Thursday, September 7, 2017

My Great Tragedy

“Grief is like the ocean; it comes in waves ebbing and flowing. Sometimes the water is calm, and sometimes it is overwhelming. All we can do is learn to swim.”

- Vicki Harrison 


My Past


I have narrated the tragedies of my life on so many occasions that it almost wearies me to talk of them now.

There was being evicted from our home at nine. That was the first time CPS tried to actively remove us kids from our parents' custody. They failed. Then there was the actual removal, which happened five months later. There was a visit from two social workers in the morning and then twenty-seven police officers that night and the sound of my siblings sobbing.

Fifty-three days later we were returned home. Sick. Reeling. Forever scarred.

Five months after that, my eight year old brother died.

Our story hit the press. There were cameramen and reporters at our gate and horrible stories in the newspapers. Every day we faced the fear that they would take us again. Two more babies came along. The sickness that had come home with us (impetigo) had infected my "step" mother while she was pregnant.

Her baby - my brother - died at five weeks old, only three months after we lost Matthew.

Two months later - after repeated attempts - CPS came and took me and my siblings once more.
We were taken to a group home ("the institution," as we called it) on the other side of the island. We spent ten months there.

They tried to charge my father and step mother with negligent homicide - this for not taking the baby to the ER soon enough. They were eventually proven not guilty.
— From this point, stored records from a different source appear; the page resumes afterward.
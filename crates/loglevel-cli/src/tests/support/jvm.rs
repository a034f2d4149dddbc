//! Stand-in JVM processes for discovery-driven tests.
//!
//! A `sleep` child provides a live pid; a synthetic perf-data file written for
//! that pid makes it look like a JVM to the perf-data discovery.

use std::fs;
use std::path::Path;
use std::process::{Child, Command};

use anyhow::{Context, Result};
use loglevel_core::perfdata::ByteOrder;
use loglevel_core::test_support::PerfDataImage;

const PERFDATA_DIR: &str = "hsperfdata_tester";
const AGENT_JAR: &str = "/opt/agents/jolokia-agent-jvm.jar";
pub(in crate::tests) const JAVA_COMMAND: &str = "com.app.Main --port 8080";

/// A live process published under a perf-data root; killed on drop.
pub(in crate::tests) struct FakeJvm {
    child: Child,
}

impl FakeJvm {
    /// Starts a process and publishes it below `root`. When `agent_port` is
    /// set the JVM arguments advertise a management agent on that port.
    pub fn launch(root: &Path, agent_port: Option<u16>) -> Result<Self> {
        let child = Command::new("sleep")
            .arg("30")
            .spawn()
            .context("spawn stand-in process")?;
        let jvm = Self { child };

        let jvm_args = agent_port.map_or_else(
            || String::from("-Xmx256m"),
            |port| format!("-Xmx256m -javaagent:{AGENT_JAR}=port={port},host=127.0.0.1"),
        );
        let image = PerfDataImage::new(ByteOrder::Little)
            .text("sun.rt.javaCommand", JAVA_COMMAND)
            .text("java.rt.vmArgs", &jvm_args)
            .build();

        let directory = root.join(PERFDATA_DIR);
        fs::create_dir_all(&directory).context("create perf-data directory")?;
        fs::write(directory.join(jvm.pid().to_string()), image).context("write perf-data file")?;
        Ok(jvm)
    }

    pub fn pid(&self) -> u32 {
        self.child.id()
    }
}

impl Drop for FakeJvm {
    fn drop(&mut self) {
        let _ = self.child.kill();
        let _ = self.child.wait();
    }
}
There was the rise and fall of brief fame. The shocking exposure and then the inevitable obscurity. The putting back of our family was documented but not followed. The pieces of our life had been thrown into the air and when the pieces fell, we found them jagged, broken, and misfitted.

Nothing is the same. This was ten years ago but in some ways, we're still recovering.

This was the Great Tragedy of my life, and yet tragedy has followed us through the passing of the years - some just as severe as the original.

Why Do We Suffer?


I have come to the conclusion that although our experiences seem strange and jarring - and were inexplicably painful to undergo - this is the life of a Christian. This is the walk we were called to.

To suffer for Christ's sake is our ministry. It is the life to which we should be accustomed. His grace proves sufficient in the gravest and darkest of times and He always sees us through. Although I would never wish to relive the things we were made to undergo, I understand that there was a purpose for them, a purpose that will one day be made clear to me.

A Successive Heartbreak


In recent months, I have had to experience a different kind of heartbreak. The kind I thought couldn't touch my family - the kind rooted in estrangement, betrayal, abandonment, and accusations. It is a totally different kind of brokenness.

It wakes up with me every day. It follows me into bed at night. It's darkness - a soul darkness in which I clutch blindly at Jesus, wondering if there can even be relief. The doubt that tears at me - dear God, do I even know You? Would this have happened if we had done something different - if we were different?

It was a successive heartbreak. Every day. Every moment. My faith - that which had not been touched before - was beaten with what felt like iron rods. I was crumbling - dying, it felt like - and it didn't stop. It wouldn't stop.

What could I do? Succumb to it? No! I clung all the tighter to Jesus. Lord, deliver me lest I fall! was my cry. The darkness was bewildering - overwhelming. I was reeling, and felt like I was being dragged through the valley of the shadow of death by my hair. Every new accusation - every rumor - was a fresh stab through my already bleeding chest.

Have the accusations stopped? No, they reached a horrifying peak before the Lord gently pulled us over the hurdle. Have they become fewer and less shocking? Yes... But the weight of these months presses on me. It's a burden almost too great too bear.

Jesus, help us, Jesus, help us, I have pleaded.

And He does.

Moment by moment. Bit by bit. A little extra grace and strength. The comfort of His presence. The proof of little prayers being answered. The long, uneventful days that slowly wash away the pain.

"And not only so, but we glory in tribulations also: knowing that tribulation worketh patience..." 
Romans 5:3

I think that a true man or woman of God is one acquainted with much suffering. You may know a few of them. They are the broken ones with heads bowed, faces creased with grief, and yet alive with the truth. They are the trusting, the meek, and the faithful.

When the dust has settled, I can almost kiss the cross that weighs so heavily on my back. I may be bleeding from my wounds, but if it His hands that will tend me, then I will bleed gladly.  If this cross will draw me closer to the One who carried the Cross of all crosses, then I will not cast it to the side.

Though He slay me, yet will I praise Him.